Male pheromone preference in the ECB strains serves as a strong prezygotic reproductive isolation mechanism, and has contributed to population divergence in the field. Our results demonstrate that male pheromone preference is not directly affected by the topological arrangement of olfactory glomeruli itself, but that male preference may instead be mediated by an antennal factor, which causes the MGC glomeruli to be differentially sized. We postulate that this factor affects readout of blend information from the MGC. The results are an illustration of how pheromone preference may be 'spelled out' in the ALs, and how evolution may modulate this.

Background

Moth pheromone communication offers a unique opportunity to study the evolution of behavior and its olfactory processing correlates. The organization of the olfactory circuitry is relatively simple and behavioral responses to pheromones are generally robust. The European corn borer (ECB; Ostrinia nubilalis; Lepidoptera: Pyralidae) in particular, has been a textbook example of pheromone evolution. It has a distinct pheromone polymorphism in natural populations, consisting of two strains, which produce and prefer opposite ratios of the two component pheromone blend. The Z-strain produces and prefers a 97:3 blend of (Z)/(E)-11-tetradecenyl acetate (Z11-14:OAc/E11-14:OAc), whereas the E-strain produces an approximately opposite ratio (1:99 Z:E) [1, 2]. Both strains have an interspecific behavioral antagonist, (Z)-9-tetradecenyl acetate (Z9-14:OAc) [3]. Female hybrids (ZxE and ExZ) produce an intermediate pheromone blend (35:65 Z:E) and hybrid males respond preferentially to such blends [4, 5]. Where the two strains occur in sympatry, hybrids are found in low frequency, between 5-15% [6]. Although other factors (seasonal voltinism and circadian rhythm in particular) have been recognized as reproductive isolation barriers in this species, the absolute strength of male pheromone preference was found to be the strongest (summarized in [7]).
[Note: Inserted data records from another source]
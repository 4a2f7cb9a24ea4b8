use std::time::Duration;

use tokio::time::Instant;

use super::*;
use crate::embedding::{EmbeddingError, MockEmbedder, StubEmbedder};
use crate::store::{InMemoryStore, PromptRecord, PromptStore, StoreError};

const REFERENCE: &str = "a cat on a mat";
const GUESS: &str = "a dog on a rug";

fn test_store() -> InMemoryStore {
    InMemoryStore::with_prompts([("p1", REFERENCE), ("blank", "")])
}

fn fast_config() -> ScorerConfig {
    ScorerConfig::default()
        .with_request_timeout(Duration::from_millis(500))
        .with_retry_backoff(Duration::from_millis(10))
}

fn scorer_with(mock: MockEmbedder) -> SimilarityScorer<MockEmbedder, InMemoryStore> {
    SimilarityScorer::new(mock, test_store(), fast_config())
}

/// Store that never answers.
struct HangingStore;

impl PromptStore for HangingStore {
    async fn get(&self, _id: &str) -> Result<Option<PromptRecord>, StoreError> {
        std::future::pending().await
    }

    async fn is_ready(&self) -> bool {
        false
    }

    fn backend_name(&self) -> &'static str {
        "hanging"
    }
}

/// Store that always errors.
struct BrokenStore;

impl PromptStore for BrokenStore {
    async fn get(&self, _id: &str) -> Result<Option<PromptRecord>, StoreError> {
        Err(StoreError::RequestFailed {
            reason: "connection refused".to_string(),
        })
    }

    async fn is_ready(&self) -> bool {
        false
    }

    fn backend_name(&self) -> &'static str {
        "broken"
    }
}

#[tokio::test]
async fn test_scores_related_texts_between_zero_and_one() {
    let scorer = SimilarityScorer::new(
        StubEmbedder::new(1536).unwrap(),
        test_store(),
        ScorerConfig::default(),
    );

    let outcome = scorer.score(Some("p1"), Some(GUESS)).await.unwrap();

    assert_eq!(outcome.id, "p1");
    assert_eq!(outcome.reference_text, REFERENCE);
    assert!(
        outcome.similarity > 0.0 && outcome.similarity < 1.0,
        "similarity was {}",
        outcome.similarity
    );
}

#[tokio::test]
async fn test_exact_guess_scores_one() {
    let scorer = scorer_with(MockEmbedder::new(32));
    let outcome = scorer.score(Some("p1"), Some(REFERENCE)).await.unwrap();
    assert!((outcome.similarity - 1.0).abs() < 1e-9);
}

#[tokio::test]
async fn test_uses_provider_vectors() {
    let mock = MockEmbedder::new(2)
        .with_vector(GUESS, vec![1.0, 0.0])
        .with_vector(REFERENCE, vec![0.0, 1.0]);
    let outcome = scorer_with(mock).score(Some("p1"), Some(GUESS)).await.unwrap();
    assert!(outcome.similarity.abs() < 1e-12);
}

#[tokio::test]
async fn test_missing_id() {
    let mock = MockEmbedder::new(4);
    let scorer = scorer_with(mock.clone());

    for id in [None, Some("")] {
        let err = scorer.score(id, Some(GUESS)).await.unwrap_err();
        assert!(matches!(err, ScoringError::MissingPromptId));
        assert_eq!(err.to_string(), "No prompt id provided");
        assert_eq!(err.kind(), ErrorKind::Validation);
    }
    assert_eq!(mock.call_count(), 0);
}

#[tokio::test]
async fn test_missing_id_reported_before_missing_guess() {
    let err = scorer_with(MockEmbedder::new(4))
        .score(None, None)
        .await
        .unwrap_err();
    assert!(matches!(err, ScoringError::MissingPromptId));
}

#[tokio::test]
async fn test_missing_guess() {
    let scorer = scorer_with(MockEmbedder::new(4));
    for guess in [None, Some("")] {
        let err = scorer.score(Some("p1"), guess).await.unwrap_err();
        assert!(matches!(err, ScoringError::MissingGuess));
        assert_eq!(err.to_string(), "No guess provided");
    }
}

#[tokio::test]
async fn test_unknown_prompt() {
    let mock = MockEmbedder::new(4);
    let err = scorer_with(mock.clone())
        .score(Some("p404"), Some(GUESS))
        .await
        .unwrap_err();

    assert_eq!(err.to_string(), "Prompt p404 not found");
    assert_eq!(err.kind(), ErrorKind::NotFound);
    assert_eq!(mock.call_count(), 0, "no embeddings for unknown prompts");
}

#[tokio::test]
async fn test_store_failure_is_provider_error() {
    let scorer = SimilarityScorer::new(MockEmbedder::new(4), BrokenStore, fast_config());
    let err = scorer.score(Some("p1"), Some(GUESS)).await.unwrap_err();

    assert_eq!(err.kind(), ErrorKind::Provider);
    assert!(err.to_string().contains("connection refused"));
}

#[tokio::test(start_paused = true)]
async fn test_store_lookup_times_out() {
    let scorer = SimilarityScorer::new(MockEmbedder::new(4), HangingStore, fast_config());
    let err = scorer.score(Some("p1"), Some(GUESS)).await.unwrap_err();

    assert!(matches!(
        err,
        ScoringError::Timeout {
            operation: "prompt lookup",
            ..
        }
    ));
    assert_eq!(err.kind(), ErrorKind::Timeout);
}

#[tokio::test]
async fn test_permanent_provider_error_not_retried() {
    let mock = MockEmbedder::new(4).failing_with(EmbeddingError::Api {
        status: 400,
        message: "invalid input".to_string(),
    });
    let err = scorer_with(mock.clone())
        .score(Some("p1"), Some(GUESS))
        .await
        .unwrap_err();

    assert_eq!(err.kind(), ErrorKind::Provider);
    assert_eq!(
        err.to_string(),
        "embedding provider error: embedding provider returned 400: invalid input"
    );
    // One attempt each for guess and prompt, at most.
    assert!(mock.call_count() <= 2);
}

#[tokio::test(start_paused = true)]
async fn test_transient_error_retried_then_succeeds() {
    let mock = MockEmbedder::new(8).failing_times(
        1,
        EmbeddingError::RateLimited {
            message: "slow down".to_string(),
        },
    );
    let outcome = scorer_with(mock.clone())
        .score(Some("p1"), Some(GUESS))
        .await
        .unwrap();

    assert!(outcome.similarity.is_finite());
    assert_eq!(mock.call_count(), 3);
}

#[tokio::test(start_paused = true)]
async fn test_transient_error_gives_up_after_max_retries() {
    let mock = MockEmbedder::new(8).failing_with(EmbeddingError::Api {
        status: 503,
        message: "overloaded".to_string(),
    });
    let config = fast_config().with_max_retries(2);
    let scorer = SimilarityScorer::new(mock.clone(), test_store(), config);

    let err = scorer.score(Some("p1"), Some(GUESS)).await.unwrap_err();

    assert_eq!(err.kind(), ErrorKind::Provider);
    assert!(err.to_string().contains("overloaded"));
    // Both texts fail on every attempt; the first to exhaust its retries cancels the other.
    assert!(mock.call_count() >= 3 && mock.call_count() <= 6);
}

#[tokio::test(start_paused = true)]
async fn test_slow_provider_times_out() {
    let mock = MockEmbedder::new(8).with_delay(Duration::from_secs(5));
    let config = fast_config().with_max_retries(0);
    let scorer = SimilarityScorer::new(mock, test_store(), config);

    let err = scorer.score(Some("p1"), Some(GUESS)).await.unwrap_err();

    assert_eq!(err.kind(), ErrorKind::Timeout);
    assert_eq!(
        err.to_string(),
        "embedding provider error: embedding request timed out after 500ms"
    );
}

#[tokio::test(start_paused = true)]
async fn test_embeddings_requested_concurrently() {
    let mock = MockEmbedder::new(8).with_delay(Duration::from_millis(100));
    let scorer = scorer_with(mock.clone());

    let start = Instant::now();
    scorer.score(Some("p1"), Some(GUESS)).await.unwrap();
    let elapsed = start.elapsed();

    assert_eq!(mock.call_count(), 2);
    assert!(
        elapsed < Duration::from_millis(200),
        "embeddings ran sequentially: {elapsed:?}"
    );
}

#[tokio::test]
async fn test_zero_vector_is_degenerate() {
    let mock = MockEmbedder::new(2).with_vector(GUESS, vec![0.0, 0.0]);
    let err = scorer_with(mock)
        .score(Some("p1"), Some(GUESS))
        .await
        .unwrap_err();

    assert_eq!(err.kind(), ErrorKind::DegenerateVector);
    assert!(err.to_string().contains("zero magnitude"));
}

#[tokio::test]
async fn test_empty_reference_text_is_degenerate() {
    let scorer = SimilarityScorer::new(
        StubEmbedder::new(16).unwrap(),
        test_store(),
        ScorerConfig::default(),
    );
    let err = scorer.score(Some("blank"), Some(GUESS)).await.unwrap_err();
    assert_eq!(err.kind(), ErrorKind::DegenerateVector);
}

#[tokio::test]
async fn test_dimension_mismatch_is_invalid_input() {
    let mock = MockEmbedder::new(3).with_vector(GUESS, vec![1.0, 2.0]);
    let err = scorer_with(mock)
        .score(Some("p1"), Some(GUESS))
        .await
        .unwrap_err();

    assert_eq!(err.kind(), ErrorKind::InvalidInput);
}

#[test]
fn test_outcome_serializes_camel_case() {
    let outcome = ScoreOutcome {
        id: "p1".to_string(),
        reference_text: REFERENCE.to_string(),
        similarity: 0.5,
    };
    assert_eq!(
        serde_json::to_value(&outcome).unwrap(),
        serde_json::json!({"id": "p1", "referenceText": REFERENCE, "similarity": 0.5})
    );
}

#[test]
fn test_error_kind_strings_are_distinct() {
    let kinds = [
        ErrorKind::Validation,
        ErrorKind::NotFound,
        ErrorKind::Provider,
        ErrorKind::Timeout,
        ErrorKind::DegenerateVector,
        ErrorKind::InvalidInput,
    ];
    let mut names: Vec<&str> = kinds.iter().map(ErrorKind::as_str).collect();
    names.sort_unstable();
    names.dedup();
    assert_eq!(names.len(), kinds.len());
}

#[test]
fn test_default_config() {
    let config = ScorerConfig::default();
    assert_eq!(config.request_timeout, Duration::from_secs(10));
    assert_eq!(config.max_retries, 2);
    assert_eq!(config.retry_backoff, Duration::from_millis(250));
}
The genetic factors responsible for the major pheromone differences between the strains exhibit simple Mendelian inheritance. Female sex pheromone production is controlled primarily by a single autosomal factor [8, 9], whereas, male behavioral preference is controlled by a sex-linked factor [4, 912], this factor being a single gene or a couple of closely-linked genes. Offspring of paternal backcrosses of hybrids (a backcross of a female hybrid with a male pure strain individual) consist of single pheromone phenotypes, i.e., Z, E or hybrid responders (see also Figure 1). In contrast, maternal backcrosses (a cross between a male hybrid and a female pure strain) result in a 1:1 ratio of hybrid and pure strain responders.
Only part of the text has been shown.